企業年金総合プランナー(DCプランナー)メールマガジン第278号(2014.6.15)
AB分野:わが国の年金制度・退職給付会計・確定拠出年金

退職一時金から確定拠出年金および中小企業退職金共済制度への移行についての問題です。移行に関する会計処理や、移行先制度の加入要件などについて確認しておきましょう。

——————————————————————

《問1》の「解答・解説」

退職給付制度間の移行に関する会計処理についての問題です。退職給付制度の終了に該当する場合、該当しない場合のそれぞれの会計処理について、整理して理解しておきましょう。各空欄のポイントは以下の通りです。
(1)退職給付制度間の移行や制度改訂に際し、退職給付債務がその減少分相当額の支払等を伴って減少する場合は、退職給付制度の終了に該当します。したがって、退職一時金の過去勤務期間分の確定拠出年金への移行は資産の移換を伴うため、退職給付制度の終了とみなされます。
(2)支払を伴う退職給付制度間の移行において、退職給付制度の終了の会計処理を認識するのは、移行日、つまり確定拠出年金の企業型年金の規約の施行日です。
(3)退職給付制度間の移行や制度改訂に際し、支払等を伴わない場合は、退職給付制度の終了には該当しません。したがって、退職一時金制度の将来勤務期間分のみを確定拠出年金の企業型年金に移行する場合は、資産の移換がないことから、退職給付制度の終了には該当しません。この場合は、変更前後の退職給付債務の差額について退職給付債務の増額又は減額の会計処理を行います。
(4)退職給付債務の増額又は減額の会計処理とは、変更前後の退職給付債務の差額を過去勤務債務として費用処理することです。
(5)変更前後の退職給付債務の差額は、過去勤務債務(費用)に該当するため、平均残存勤務期間(年数)以内の一定の年数で按分した額を毎期費用処理します。

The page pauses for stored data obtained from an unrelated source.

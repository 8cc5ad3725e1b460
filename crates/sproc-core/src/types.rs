//! Core value and type tags for SPROC

use crate::{ProcError, Result};
use chrono::{DateTime, NaiveDate, NaiveDateTime, NaiveTime, Utc};
use serde::{Deserialize, Serialize};
use uuid::Uuid;

/// A cell or parameter value that can represent any SQL type
#[derive(Debug, Clone, PartialEq, Serialize, Deserialize)]
pub enum Value {
    /// NULL value
    Null,
    /// Boolean
    Bool(bool),
    /// 8-bit signed integer
    Int8(i8),
    /// 8-bit unsigned integer (SQL Server TINYINT)
    UInt8(u8),
    /// 16-bit signed integer
    Int16(i16),
    /// 32-bit signed integer
    Int32(i32),
    /// 64-bit signed integer
    Int64(i64),
    /// 32-bit floating point
    Float32(f32),
    /// 64-bit floating point
    Float64(f64),
    /// Decimal/Numeric (stored as string for precision)
    Decimal(String),
    /// UTF-8 string
    String(String),
    /// Binary data
    Bytes(Vec<u8>),
    /// UUID
    Uuid(Uuid),
    /// Date (year, month, day)
    Date(NaiveDate),
    /// Time (hour, minute, second, nanosecond)
    Time(NaiveTime),
    /// DateTime without timezone
    DateTime(NaiveDateTime),
    /// DateTime with timezone (UTC)
    DateTimeUtc(DateTime<Utc>),
    /// JSON value
    Json(serde_json::Value),
    /// Array of values
    Array(Vec<Value>),
}

impl Value {
    /// Check if the value is NULL
    pub fn is_null(&self) -> bool {
        matches!(self, Value::Null)
    }

    /// The semantic kind carried by this value, `None` for NULL
    pub fn kind(&self) -> Option<ScalarKind> {
        let kind = match self {
            Value::Null => return None,
            Value::Bool(_) => ScalarKind::Bool,
            Value::Int8(_) => ScalarKind::Int8,
            Value::UInt8(_) => ScalarKind::UInt8,
            Value::Int16(_) => ScalarKind::Int16,
            Value::Int32(_) => ScalarKind::Int32,
            Value::Int64(_) => ScalarKind::Int64,
            Value::Float32(_) => ScalarKind::Float32,
            Value::Float64(_) => ScalarKind::Float64,
            Value::Decimal(_) => ScalarKind::Decimal,
            Value::String(_) => ScalarKind::Text,
            Value::Bytes(_) => ScalarKind::Bytes,
            Value::Uuid(_) => ScalarKind::Uuid,
            Value::Date(_) => ScalarKind::Date,
            Value::Time(_) => ScalarKind::Time,
            Value::DateTime(_) => ScalarKind::DateTime,
            Value::DateTimeUtc(_) => ScalarKind::DateTimeOffset,
            Value::Json(_) => ScalarKind::Json,
            Value::Array(_) => ScalarKind::Array,
        };
        Some(kind)
    }

    /// Try to get as a string
    pub fn as_str(&self) -> Option<&str> {
        match self {
            Value::String(s) => Some(s),
            _ => None,
        }
    }

    /// Try to get as i64
    pub fn as_i64(&self) -> Option<i64> {
        match self {
            Value::Bool(v) => Some(*v as i64),
            Value::Int8(v) => Some(*v as i64),
            Value::UInt8(v) => Some(*v as i64),
            Value::Int16(v) => Some(*v as i64),
            Value::Int32(v) => Some(*v as i64),
            Value::Int64(v) => Some(*v),
            Value::Decimal(s) | Value::String(s) => s.parse::<i64>().ok(),
            _ => None,
        }
    }

    /// Try to get as f64
    pub fn as_f64(&self) -> Option<f64> {
        match self {
            Value::Float32(v) => Some(*v as f64),
            Value::Float64(v) => Some(*v),
            Value::Decimal(s) | Value::String(s) => s.parse::<f64>().ok(),
            other => other.as_i64().map(|v| v as f64),
        }
    }

    /// Try to get as bool
    pub fn as_bool(&self) -> Option<bool> {
        match self {
            Value::Bool(v) => Some(*v),
            Value::Int8(_) | Value::UInt8(_) | Value::Int16(_) | Value::Int32(_) | Value::Int64(_) => {
                match self.as_i64() {
                    Some(0) => Some(false),
                    Some(1) => Some(true),
                    _ => None,
                }
            }
            _ => None,
        }
    }

    /// Narrow an integer cell to the given integer kind.
    ///
    /// Used for enum-typed fields, whose cells arrive in whatever width the
    /// server chose and must fit the enum's underlying representation.
    pub fn narrow_integer(&self, kind: ScalarKind) -> Result<Value> {
        let wide = self
            .as_i64()
            .ok_or_else(|| ProcError::Conversion(format!("{} is not an integer", self.describe())))?;
        let out_of_range =
            || ProcError::Conversion(format!("{wide} does not fit in {}", kind.name()));
        let narrowed = match kind {
            ScalarKind::Int8 => Value::Int8(i8::try_from(wide).map_err(|_| out_of_range())?),
            ScalarKind::UInt8 => Value::UInt8(u8::try_from(wide).map_err(|_| out_of_range())?),
            ScalarKind::Int16 => Value::Int16(i16::try_from(wide).map_err(|_| out_of_range())?),
            ScalarKind::Int32 => Value::Int32(i32::try_from(wide).map_err(|_| out_of_range())?),
            ScalarKind::Int64 => Value::Int64(wide),
            ScalarKind::UInt16 => {
                u16::try_from(wide).map_err(|_| out_of_range())?;
                Value::Int32(wide as i32)
            }
            ScalarKind::UInt32 | ScalarKind::UInt64 => {
                if wide < 0 {
                    return Err(out_of_range());
                }
                Value::Int64(wide)
            }
            other => {
                return Err(ProcError::Conversion(format!(
                    "{} is not an integer representation",
                    other.name()
                )));
            }
        };
        Ok(narrowed)
    }

    /// Short description used in error messages
    pub fn describe(&self) -> &'static str {
        self.kind().map(ScalarKind::name).unwrap_or("NULL")
    }
}

impl std::fmt::Display for Value {
    fn fmt(&self, f: &mut std::fmt::Formatter<'_>) -> std::fmt::Result {
        match self {
            Value::Null => write!(f, "NULL"),
            Value::Bool(v) => write!(f, "{}", v),
            Value::Int8(v) => write!(f, "{}", v),
            Value::UInt8(v) => write!(f, "{}", v),
            Value::Int16(v) => write!(f, "{}", v),
            Value::Int32(v) => write!(f, "{}", v),
            Value::Int64(v) => write!(f, "{}", v),
            Value::Float32(v) => write!(f, "{}", v),
            Value::Float64(v) => write!(f, "{}", v),
            Value::Decimal(v) => write!(f, "{}", v),
            Value::String(v) => write!(f, "{}", v),
            Value::Bytes(v) => write!(f, "<{} bytes>", v.len()),
            Value::Uuid(v) => write!(f, "{}", v),
            Value::Date(v) => write!(f, "{}", v),
            Value::Time(v) => write!(f, "{}", v),
            Value::DateTime(v) => write!(f, "{}", v),
            Value::DateTimeUtc(v) => write!(f, "{}", v),
            Value::Json(v) => write!(f, "{}", v),
            Value::Array(v) => write!(f, "[{} items]", v.len()),
        }
    }
}

/// Abstract value category, independent of any storage spelling
#[derive(Debug, Clone, Copy, PartialEq, Eq, Hash, Serialize, Deserialize)]
pub enum ScalarKind {
    Bool,
    Int8,
    UInt8,
    Int16,
    Int32,
    Int64,
    UInt16,
    UInt32,
    UInt64,
    Float32,
    Float64,
    Decimal,
    Text,
    Bytes,
    Uuid,
    Date,
    Time,
    DateTime,
    DateTimeOffset,
    Json,
    Array,
}

impl ScalarKind {
    pub const fn name(self) -> &'static str {
        match self {
            ScalarKind::Bool => "bool",
            ScalarKind::Int8 => "int8",
            ScalarKind::UInt8 => "uint8",
            ScalarKind::Int16 => "int16",
            ScalarKind::Int32 => "int32",
            ScalarKind::Int64 => "int64",
            ScalarKind::UInt16 => "uint16",
            ScalarKind::UInt32 => "uint32",
            ScalarKind::UInt64 => "uint64",
            ScalarKind::Float32 => "float32",
            ScalarKind::Float64 => "float64",
            ScalarKind::Decimal => "decimal",
            ScalarKind::Text => "text",
            ScalarKind::Bytes => "bytes",
            ScalarKind::Uuid => "uuid",
            ScalarKind::Date => "date",
            ScalarKind::Time => "time",
            ScalarKind::DateTime => "datetime",
            ScalarKind::DateTimeOffset => "datetimeoffset",
            ScalarKind::Json => "json",
            ScalarKind::Array => "array",
        }
    }
}

impl std::fmt::Display for ScalarKind {
    fn fmt(&self, f: &mut std::fmt::Formatter<'_>) -> std::fmt::Result {
        f.write_str(self.name())
    }
}

/// A scalar kind plus whether SQL NULL is a legal value for it
#[derive(Debug, Clone, Copy, PartialEq, Eq, Hash, Serialize, Deserialize)]
pub struct SemanticType {
    pub kind: ScalarKind,
    pub nullable: bool,
}

impl SemanticType {
    pub const fn new(kind: ScalarKind) -> Self {
        Self {
            kind,
            nullable: false,
        }
    }

    /// The nullable-wrapped form of this type
    pub const fn nullable(self) -> Self {
        Self {
            kind: self.kind,
            nullable: true,
        }
    }
}

impl From<ScalarKind> for SemanticType {
    fn from(kind: ScalarKind) -> Self {
        SemanticType::new(kind)
    }
}

impl std::fmt::Display for SemanticType {
    fn fmt(&self, f: &mut std::fmt::Formatter<'_>) -> std::fmt::Result {
        if self.nullable {
            write!(f, "{}?", self.kind)
        } else {
            write!(f, "{}", self.kind)
        }
    }
}

/// Storage type tag a parameter is declared with on the server
#[derive(Debug, Clone, Copy, PartialEq, Eq, Hash, Serialize, Deserialize)]
pub enum StorageType {
    Boolean,
    Byte,
    SByte,
    Int16,
    Int32,
    Int64,
    Single,
    Double,
    Decimal,
    String,
    Binary,
    Guid,
    Date,
    Time,
    DateTime2,
    DateTimeOffset,
}

impl StorageType {
    /// Whether a fixed size bounds the character width of this type
    pub fn is_character(self) -> bool {
        matches!(self, StorageType::String)
    }
}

《解答》(1)終了(または、一部終了) (2)施行 (3)退職給付債務 (4)過去勤務 (5)平均残存勤務

——————————————————————

《問2》の「解答・解説」

退職一時金制度から確定拠出年金の企業型年金への資産の移換に関する問題です。難易度は高くありませんが、設例を良く読み、移換対象となる資産額と資産の移行の期間を正しく算出できるかがポイントです。
設例に過去勤務期間の100%を移行するとあるので、移換対象となる資産額は、移行日前日の自己都合要支給額の5億円です。
また、資産移換の期間は、法令では、退職金規程の改訂又は廃止が行われた日(移行日)の属する年度から、当該年度の翌年度から起算して3年度以上7年度以内で行うことになっています。設例では最長年数で行うとあるので、8年間となります。したがって、実際に、毎期、分割して移換する額は、5億円÷8年=6250万円です。

《解答》
5億円(自己都合要支給額)÷8年=6250万円
6,250万円

——————————————————————

《問3》の「解答・解説」

中小企業退職金共済制度の加入要件に関する問題です。
中小企業退職金共済制度には、常用従業員数又は資本金・出資金のいずれかが、業種によって定められた範囲内であれば加入できます。
X社は、製造業なので、常用従業員数300人以下又は資本金・出資金3億円以下のいずれかを満たしていれば加入できますが、[X社資料]によると、常用従業員数325人、資本金(出資金)3.5億円と、どちらも上回っているため、加入要件を満たしていません。
どちらの要件も満たしていないという点がポイントです。

《解答》
X社は、製造業で、製造業の中小企業退職金共済制度への加入要件は常時使用する従業員が300人以下または資本金・出資金が3億円以下である。X社は条件にあてはまらないので、加入できない。